In your RewriteCond lines"
---*shame*...i think i don't understand it very well...
i read the modrewrite forum, all the intro part, but yet i was confused. I use translators most timeand sometimes it gets messy. I have neen trying to read carefully the instructions when copying these codes, because i really don't understand them correctly.
Sometimes i think i may ban innocent users, but i am so tired to pay extras for bandwidth, i have been abused on this for so long... at least seems that those automated downloads stopped. I used to have 13Gb in a day and things are calmer now.
All i dream is to allow people to nagivate and get downloads only from within my site and not from automated abusive programs. If a visitor uses such programs he/she doesn´t interest to my site anymore. That´s not elegant, i confess....but it is truth. I feel myself so tired to pay for being abused...
is there anything i can do to fix my outdated code parts?
thank you for patience :)
Take each user-agent string (or sub-string) specified in those RewriteConds, and search your monthly raw server access log file for tht user-agent. If that user-agent is not abusing your site, then remove the RewriteCond from your .htaccess file.

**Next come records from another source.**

//! Coordination event log
//!
//! Append-only, capacity-bounded record of inter-agent interactions. Appends
//! and head eviction happen under one write guard, so the log never holds more
//! than its capacity and concurrent appends never evict more than needed.

use chrono::{DateTime, Duration, Utc};
use serde::{Deserialize, Serialize};
use std::collections::HashSet;
use std::sync::{RwLock, RwLockReadGuard, RwLockWriteGuard};
use tracing::{debug, warn};

use crate::error::{FleetError, Result};
use crate::metrics::CircularBuffer;
use crate::types::{CoordinationEvent, NewCoordinationEvent};

/// Default number of events retained
pub const DEFAULT_EVENT_LOG_CAPACITY: usize = 1000;

/// Largest lookback window a `chrono` duration can represent
pub const MAX_WINDOW_MINUTES: i64 = i64::MAX / 60_000;

/// Optional agent / transaction constraints for event retrieval
#[derive(Debug, Clone, Default, PartialEq, Eq, Serialize, Deserialize)]
pub struct EventFilter {
    /// Matches events where the agent is the source or the target
    #[serde(default)]
    pub agent_id: Option<String>,
    #[serde(default)]
    pub transaction_id: Option<String>,
}

impl EventFilter {
    pub fn new() -> Self {
        Self::default()
    }

    pub fn agent(mut self, agent_id: impl Into<String>) -> Self {
        self.agent_id = Some(agent_id.into());
        self
    }

    pub fn transaction(mut self, transaction_id: impl Into<String>) -> Self {
        self.transaction_id = Some(transaction_id.into());
        self
    }

    pub fn matches(&self, event: &CoordinationEvent) -> bool {
        let agent_ok = self
            .agent_id
            .as_deref()
            .map_or(true, |agent_id| event.involves(agent_id));
        let transaction_ok = self
            .transaction_id
            .as_deref()
            .map_or(true, |tx| event.transaction_id.as_deref() == Some(tx));
        agent_ok && transaction_ok
    }
}

/// Directed interaction edge in a transaction workflow
#[derive(Debug, Clone, PartialEq, Serialize, Deserialize)]
pub struct WorkflowEdge {
    pub from: String,
    pub to: String,
    #[serde(rename = "type")]
    pub event_type: String,
    pub status: String,
    pub duration_ms: f64,
    pub timestamp: DateTime<Utc>,
}

/// Agent interaction graph reconstructed for one transaction
#[derive(Debug, Clone, PartialEq, Serialize, Deserialize)]
pub struct WorkflowGraph {
    pub transaction_id: String,
    /// Distinct agents in first-appearance order
    pub nodes: Vec<String>,
    pub edges: Vec<WorkflowEdge>,
    pub total_events: usize,
    /// Matching events, ascending by timestamp
    pub timeline: Vec<CoordinationEvent>,
}

impl WorkflowGraph {
    /// Build a graph from events already filtered to one transaction
    pub fn from_events(transaction_id: impl Into<String>, events: Vec<CoordinationEvent>) -> Self {
        let mut seen = HashSet::new();
        let mut nodes = Vec::new();
        let mut edges = Vec::new();

        for event in &events {
            if seen.insert(event.source_agent.clone()) {
                nodes.push(event.source_agent.clone());
            }
            if let Some(target) = &event.target_agent {
                if seen.insert(target.clone()) {
                    nodes.push(target.clone());
                }
                edges.push(WorkflowEdge {
                    from: event.source_agent.clone(),
                    to: target.clone(),
                    event_type: event.event_type.clone(),
                    status: event.status.clone(),
                    duration_ms: event.duration_ms,
                    timestamp: event.timestamp,
                });
            }
        }

        let mut timeline = events;
        timeline.sort_by_key(|event| event.timestamp);

        Self {
            transaction_id: transaction_id.into(),
            nodes,
            edges,
            total_events: timeline.len(),
            timeline,
        }
    }

    /// No events were recorded for the transaction
    pub fn is_empty(&self) -> bool {
        self.total_events == 0
    }
}

/// Bounded coordination event log
pub struct CoordinationEventLog {
    events: RwLock<CircularBuffer<CoordinationEvent>>,
}

impl Default for CoordinationEventLog {
    fn default() -> Self {
        Self::new(DEFAULT_EVENT_LOG_CAPACITY)
    }
}

impl CoordinationEventLog {
    pub fn new(capacity: usize) -> Self {
        Self {
            events: RwLock::new(CircularBuffer::new(capacity)),
        }
    }

    fn read(&self) -> Result<RwLockReadGuard<'_, CircularBuffer<CoordinationEvent>>> {
        self.events
            .read()
            .map_err(|e| FleetError::Lock(format!("Failed to lock event log: {}", e)))
    }

    fn write(&self) -> Result<RwLockWriteGuard<'_, CircularBuffer<CoordinationEvent>>> {
        self.events
            .write()
            .map_err(|e| FleetError::Lock(format!("Failed to lock event log: {}", e)))
    }

    /// Append an event, evicting the oldest when at capacity
    pub fn append(&self, event: CoordinationEvent) -> Result<()> {
        validate_duration(&event.source_agent, event.duration_ms)?;
        let mut events = self.write()?;
        Self::push(&mut events, event);
        Ok(())
    }

    /// Stamp and append a producer event, returning the stored copy
    ///
    /// The timestamp is taken under the write lock so log order matches time order.
    pub fn record(&self, new: NewCoordinationEvent) -> Result<CoordinationEvent> {
        validate_duration(&new.source_agent, new.duration_ms)?;
        let mut events = self.write()?;
        let event = CoordinationEvent::from_new(new);
        Self::push(&mut events, event.clone());
        Ok(event)
    }

    fn push(events: &mut CircularBuffer<CoordinationEvent>, event: CoordinationEvent) {
        if let Some(evicted) = events.push(event) {
            debug!("Evicted coordination event {}", evicted.event_id);
        }
    }

    /// Most recent `limit` matching events, oldest first
    pub fn query(&self, filter: &EventFilter, limit: usize) -> Result<Vec<CoordinationEvent>> {
        let events = self.read()?;
        let mut matched: Vec<CoordinationEvent> = events
            .iter()
            .rev()
            .filter(|event| filter.matches(event))
            .take(limit)
            .cloned()
            .collect();
        matched.reverse();
        Ok(matched)
    }

    /// Reconstruct the interaction graph for one transaction
    ///
    /// An unknown transaction yields an empty graph rather than an error.
    pub fn workflow(&self, transaction_id: &str) -> Result<WorkflowGraph> {
        let matching: Vec<CoordinationEvent> = {
            let events = self.read()?;
            events
                .iter()
                .filter(|event| event.transaction_id.as_deref() == Some(transaction_id))
                .cloned()
                .collect()
        };
        Ok(WorkflowGraph::from_events(transaction_id, matching))
    }

    /// Events newer than `window_minutes` ago
    pub fn recent(&self, window_minutes: i64) -> Result<Vec<CoordinationEvent>> {
        self.recent_at(Utc::now(), window_minutes)
    }

    pub fn recent_at(
        &self,
        now: DateTime<Utc>,
        window_minutes: i64,
    ) -> Result<Vec<CoordinationEvent>> {
        let window = lookback(window_minutes)?;
        let events = self.read()?;
        Ok(events
            .iter()
            .filter(|event| is_within(now, event.timestamp, window))
            .cloned()
            .collect())
    }

    /// Count of events newer than `window_minutes` ago, without copying them
    pub fn count_recent_at(&self, now: DateTime<Utc>, window_minutes: i64) -> Result<usize> {
        let window = lookback(window_minutes)?;
        let events = self.read()?;
        Ok(events
            .iter()
            .filter(|event| is_within(now, event.timestamp, window))
            .count())
    }

    /// Copy of the whole log, oldest first
    pub fn snapshot(&self) -> Result<Vec<CoordinationEvent>> {
        Ok(self.read()?.iter().cloned().collect())
    }

    pub fn len(&self) -> Result<usize> {
        Ok(self.read()?.len())
    }

    pub fn is_empty(&self) -> Result<bool> {
        Ok(self.len()? == 0)
    }

    pub fn capacity(&self) -> Result<usize> {
        Ok(self.read()?.capacity())
    }
}

fn validate_duration(source_agent: &str, duration_ms: f64) -> Result<()> {
    if !duration_ms.is_finite() || duration_ms < 0.0 {
        let err = FleetError::InvalidInput(format!(
            "event duration from {} must be a non-negative number, got {}",
            source_agent, duration_ms
        ));
        warn!("Rejected coordination event: {}", err);
        return Err(err);
    }
    Ok(())
}

fn lookback(window_minutes: i64) -> Result<Duration> {
    Duration::try_minutes(window_minutes).ok_or_else(|| {
        FleetError::InvalidInput(format!(
            "window of {} minutes is out of range (max {})",
            window_minutes, MAX_WINDOW_MINUTES
        ))
    })
}

fn is_within(now: DateTime<Utc>, timestamp: DateTime<Utc>, window: Duration) -> bool {
    now - timestamp < window
}
/// One row of the fleet load view
#[derive(Debug, Clone, PartialEq, Serialize, Deserialize)]
pub struct AgentLoadRow {
    pub agent_id: String,
    pub agent_name: String,
    pub agent_type: AgentType,
    pub status: AgentStatus,
    pub health_score: f64,
    pub current_load: f64,
    pub requests_processed: u64,
    pub avg_response_time_ms: f64,
    pub success_rate: f64,
    pub error_count: u64,
    pub cpu_usage_percent: f64,
    pub memory_usage_mb: f64,
}

#[derive(Debug, Clone, PartialEq, Serialize, Deserialize)]
pub struct WorkloadShare {
    pub agent_name: String,
    pub requests: u64,
    pub percentage: f64,
    pub load: f64,
}

#[derive(Debug, Clone, PartialEq, Serialize, Deserialize)]
pub struct LoadSummary {
    pub total_agents: usize,
    pub healthy_agents: usize,
    pub avg_load: f64,
    pub avg_response_time: f64,
    pub total_requests: u64,
}

/// Whole-fleet view for watching agents under load
#[derive(Debug, Clone, PartialEq, Serialize, Deserialize)]
pub struct FleetLoadView {
    pub timestamp: DateTime<Utc>,
    pub agents: Vec<AgentLoadRow>,
    pub workload_distribution: BTreeMap<String, WorkloadShare>,
    pub coordination_efficiency: CoordinationEfficiency,
    pub summary: LoadSummary,
}

/// Population variance; 0 for an empty slice
pub fn population_variance(values: &[f64]) -> f64 {
    if values.is_empty() {
        return 0.0;
    }
    let n = values.len() as f64;
    let mean = values.iter().sum::<f64>() / n;
    values.iter().map(|v| (v - mean).powi(2)).sum::<f64>() / n
}

/// `1 - min(1, (var(request%) + var(load%)) / 200)`
pub fn balance_score(request_shares: &[f64], load_shares: &[f64]) -> f64 {
    let variance = population_variance(request_shares) + population_variance(load_shares);
    let penalty = variance / BALANCE_VARIANCE_SCALE;
    1.0 - penalty.min(1.0)
}

fn percentage(part: f64, total: f64) -> f64 {
    if total > 0.0 {
        part / total * 100.0
    } else {
        0.0
    }
}

fn mean_or_zero(total: f64, count: usize) -> f64 {
    if count > 0 {
        total / count as f64
    } else {
        0.0
    }
}

/// Read-only analytics over a registry and an event log
pub struct FleetAnalytics<'a> {
    registry: &'a AgentRegistry,
    log: &'a CoordinationEventLog,
    settings: &'a AnalyticsSettings,
}

impl<'a> FleetAnalytics<'a> {
    pub fn new(
        registry: &'a AgentRegistry,
        log: &'a CoordinationEventLog,
        settings: &'a AnalyticsSettings,
    ) -> Self {
        Self {
            registry,
            log,
            settings,
        }
    }

    pub fn dashboard_summary(&self) -> Result<DashboardSummary> {
        self.dashboard_summary_at(Utc::now())
    }

    pub fn dashboard_summary_at(&self, now: DateTime<Utc>) -> Result<DashboardSummary> {
        let agents = self.registry.snapshot()?;
        let total_events = self.log.len()?;
        let recent_events = self
            .log
            .count_recent_at(now, self.settings.summary_window_minutes)?;

        let total_requests: u64 = agents.iter().map(|a| a.metrics.requests_processed).sum();
        let total_errors: u64 = agents.iter().map(|a| a.metrics.error_count).sum();
        let overall_success_rate = if total_requests > 0 {
            total_requests.saturating_sub(total_errors) as f64 / total_requests as f64
        } else {
            1.0
        };
        let health_sum: f64 = agents.iter().map(|a| a.health_score).sum();
        let response_sum: f64 = agents
            .iter()
            .map(|a| a.metrics.average_response_time_ms)
            .sum();

        Ok(DashboardSummary {
            timestamp: now,
            agents: StatusCounts::from_agents(&agents),
            performance: PerformanceTotals {
                total_requests_processed: total_requests,
                total_errors,
                overall_success_rate,
                average_health_score: round_to(mean_or_zero(health_sum, agents.len()), 3),
                average_response_time_ms: round_to(mean_or_zero(response_sum, agents.len()), 2),
            },
            coordination: CoordinationTotals {
                total_events,
                recent_events,
            },
        })
    }

    pub fn workload_distribution(&self) -> Result<WorkloadDistribution> {
        self.workload_distribution_at(Utc::now())
    }

    pub fn workload_distribution_at(&self, now: DateTime<Utc>) -> Result<WorkloadDistribution> {
        let agents = self.registry.snapshot()?;

        let total_requests: u64 = agents.iter().map(|a| a.metrics.requests_processed).sum();
        let total_load: f64 = agents.iter().map(|a| a.metrics.current_load).sum();

        let mut request_shares = Vec::with_capacity(agents.len());
        let mut load_shares = Vec::with_capacity(agents.len());
        let mut distribution = Vec::with_capacity(agents.len());

        for agent in &agents {
            let request_share = percentage(
                agent.metrics.requests_processed as f64,
                total_requests as f64,
            );
            let load_share = percentage(agent.metrics.current_load, total_load);
            request_shares.push(request_share);
            load_shares.push(load_share);

            distribution.push(AgentWorkload {
                agent_id: agent.agent_id.clone(),
                agent_name: agent.agent_name.clone(),
                agent_type: agent.agent_type,
                requests_processed: agent.metrics.requests_processed,
                request_percentage: round_to(request_share, 2),
                current_load: agent.metrics.current_load,
                load_percentage: round_to(load_share, 2),
                avg_response_time_ms: agent.metrics.average_response_time_ms,
                health_score: agent.health_score,
            });
        }

        let balance = if agents.is_empty() {
            1.0
        } else {
            balance_score(&request_shares, &load_shares)
        };

        Ok(WorkloadDistribution {
            timestamp: now,
            distribution,
            balance_metrics: BalanceMetrics {
                balance_score: round_to(balance, 3),
                total_requests,
                total_load: round_to(total_load, 3),
                avg_load_per_agent: round_to(mean_or_zero(total_load, agents.len()), 3),
            },
        })
    }

    pub fn coordination_efficiency(&self) -> Result<CoordinationEfficiency> {
        self.coordination_efficiency_at(Utc::now())
    }

    pub fn coordination_efficiency_at(&self, now: DateTime<Utc>) -> Result<CoordinationEfficiency> {
        let recent = self
            .log
            .recent_at(now, self.settings.efficiency_window_minutes)?;
        Ok(efficiency_from_events(&recent, now))
    }

    /// Trend of one agent over its most recent history window
    pub fn performance_trend(&self, agent_id: &str) -> Result<PerformanceTrend> {
        let window = self.settings.trend_window;
        let (agent, history) = self
            .registry
            .with_cell(agent_id, |cell| (cell.agent.clone(), cell.history.last_n(window)))?;

        let trends = match (history.first(), history.last()) {
            (Some(first), Some(last)) if history.len() >= 2 => Trends {
                response_time_trend: round_to(last.response_time - first.response_time, 2),
                load_trend: round_to(last.load - first.load, 3),
                health_trend: round_to(last.health_score - first.health_score, 3),
            },
            _ => Trends::default(),
        };

        Ok(PerformanceTrend {
            current_metrics: CurrentMetrics::from(&agent),
            agent_id: agent.agent_id,
            agent_name: agent.agent_name,
            status: agent.status,
            trends,
            history,
        })
    }

    pub fn fleet_load_view(&self) -> Result<FleetLoadView> {
        self.fleet_load_view_at(Utc::now())
    }

    pub fn fleet_load_view_at(&self, now: DateTime<Utc>) -> Result<FleetLoadView> {
        let agents = self.registry.snapshot()?;
        let recent = self
            .log
            .recent_at(now, self.settings.summary_window_minutes)?;

        let total_requests: u64 = agents.iter().map(|a| a.metrics.requests_processed).sum();
        let load_sum: f64 = agents.iter().map(|a| a.metrics.current_load).sum();
        let response_sum: f64 = agents
            .iter()
            .map(|a| a.metrics.average_response_time_ms)
            .sum();
        let healthy_agents = agents
            .iter()
            .filter(|a| a.health_score >= self.settings.healthy_threshold)
            .count();

        let rows = agents
            .iter()
            .map(|agent| AgentLoadRow {
                agent_id: agent.agent_id.clone(),
                agent_name: agent.agent_name.clone(),
                agent_type: agent.agent_type,
                status: agent.status,
                health_score: agent.health_score,
                current_load: agent.metrics.current_load,
                requests_processed: agent.metrics.requests_processed,
                avg_response_time_ms: agent.metrics.average_response_time_ms,
                success_rate: agent.metrics.success_rate,
                error_count: agent.metrics.error_count,
                cpu_usage_percent: agent.metrics.cpu_usage_percent,
                memory_usage_mb: agent.metrics.memory_usage_mb,
            })
            .collect();

        let workload_distribution = agents
            .iter()
            .map(|agent| {
                let share = percentage(
                    agent.metrics.requests_processed as f64,
                    total_requests as f64,
                );
                (
                    agent.agent_id.clone(),
                    WorkloadShare {
                        agent_name: agent.agent_name.clone(),
                        requests: agent.metrics.requests_processed,
                        percentage: round_to(share, 2),
                        load: agent.metrics.current_load,
                    },
                )
            })
            .collect();

        Ok(FleetLoadView {
            timestamp: now,
            agents: rows,
            workload_distribution,
            coordination_efficiency: efficiency_from_events(&recent, now),
            summary: LoadSummary {
                total_agents: agents.len(),
                healthy_agents,
                avg_load: mean_or_zero(load_sum, agents.len()),
                avg_response_time: mean_or_zero(response_sum, agents.len()),
                total_requests,
            },
        })
    }
}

Basically, get rid of any lines that are not benefitting your site.
Jim
and about the turkey ip, yes...if it is not a bot, it still interests my site.
The IP range I provided will not ban the entire country of Turkey from your site.
Instead it was meant to offer you the possibly of expanding the ranges you deny.
In the long run, this kind of action, results in less maintenance and updating. Especially given, that all the harvester needs to do is simply disconnect and reconnect with a new range. While resuming his harvesting/downloading.
Jim's suggestion that you review your past months visitors User Agents with this out-dated list (modifying in the process), is something I suggest you begin your process of learning with.
Review the effect and make adjustments as you go along.
Currently your just overwhelmed with attempting too accomplish too much and too soon.
For the list of "bad user agents" like getright and the others, delete the ones that never visit your site, and keep the ones that you always see trying to waste your bandwidth. Some of those user agents are very old and are never used any more. It is not that the bad people are gone now, though. It is just that they have improved their scripts to use "Mozilla/4.0 (compatible; MSIE 6.0; Windows NT 5.1..." In other words the old bad user agents now identify themselves as normal browsers to bypass old scripts like the ones you copied. :(
When dealing with user-agent strings, you have several options. You can specify complete (exact) user agent strings or partial user-agent strings. When specifying partial user-agent strings, you can specify that you want to match only the beginning, only the end, or neither.
So:
. ^bad-bot$ matches only a user agent string that is exactly "bad-bot"
. ^bad-bot matches any user-agent string that starts with "bad-bot"
. bad-bot$ matches any user-agent string that ends with "bad-bot"
and
. bad-bot matches any user-agent string that contains "bad-bot"
In this way, you can make your patterns more precise (when needed) to avoid blocking 'good' user-agents, and you can make them less precise in order to block more than one bad-bot with the same line of code.
For example,
RewriteCond %{HTTP_USER_AGENT} download [NC,OR]
RewriteCond %{HTTP_USER_AGENT} e-?mail [NC,OR]
For more information on regular expressions pattern matching, see the tutorial cited in our Apache Forum Charter.
Jim
There was (and possibly still is) a method of using "exactly as" with either the "begins", "ends" or "contains" options.
I used the procedure successfully for years, however with the various Apache updates, it works on some servers while NOT working on other servers.
By enclosing the phrase in quotes, it was unnecessary to escape either spaces or characters.
EX:
"the red house 1.0"
(which we would normally express as:
the\ red\ house\ 1\.0
What makes this controversial (beside working or not depending on the server) is that Apache Tutorials suggest that all Rewrite lines should/require be enclosed in "quotes", and nothing could be further from the truth.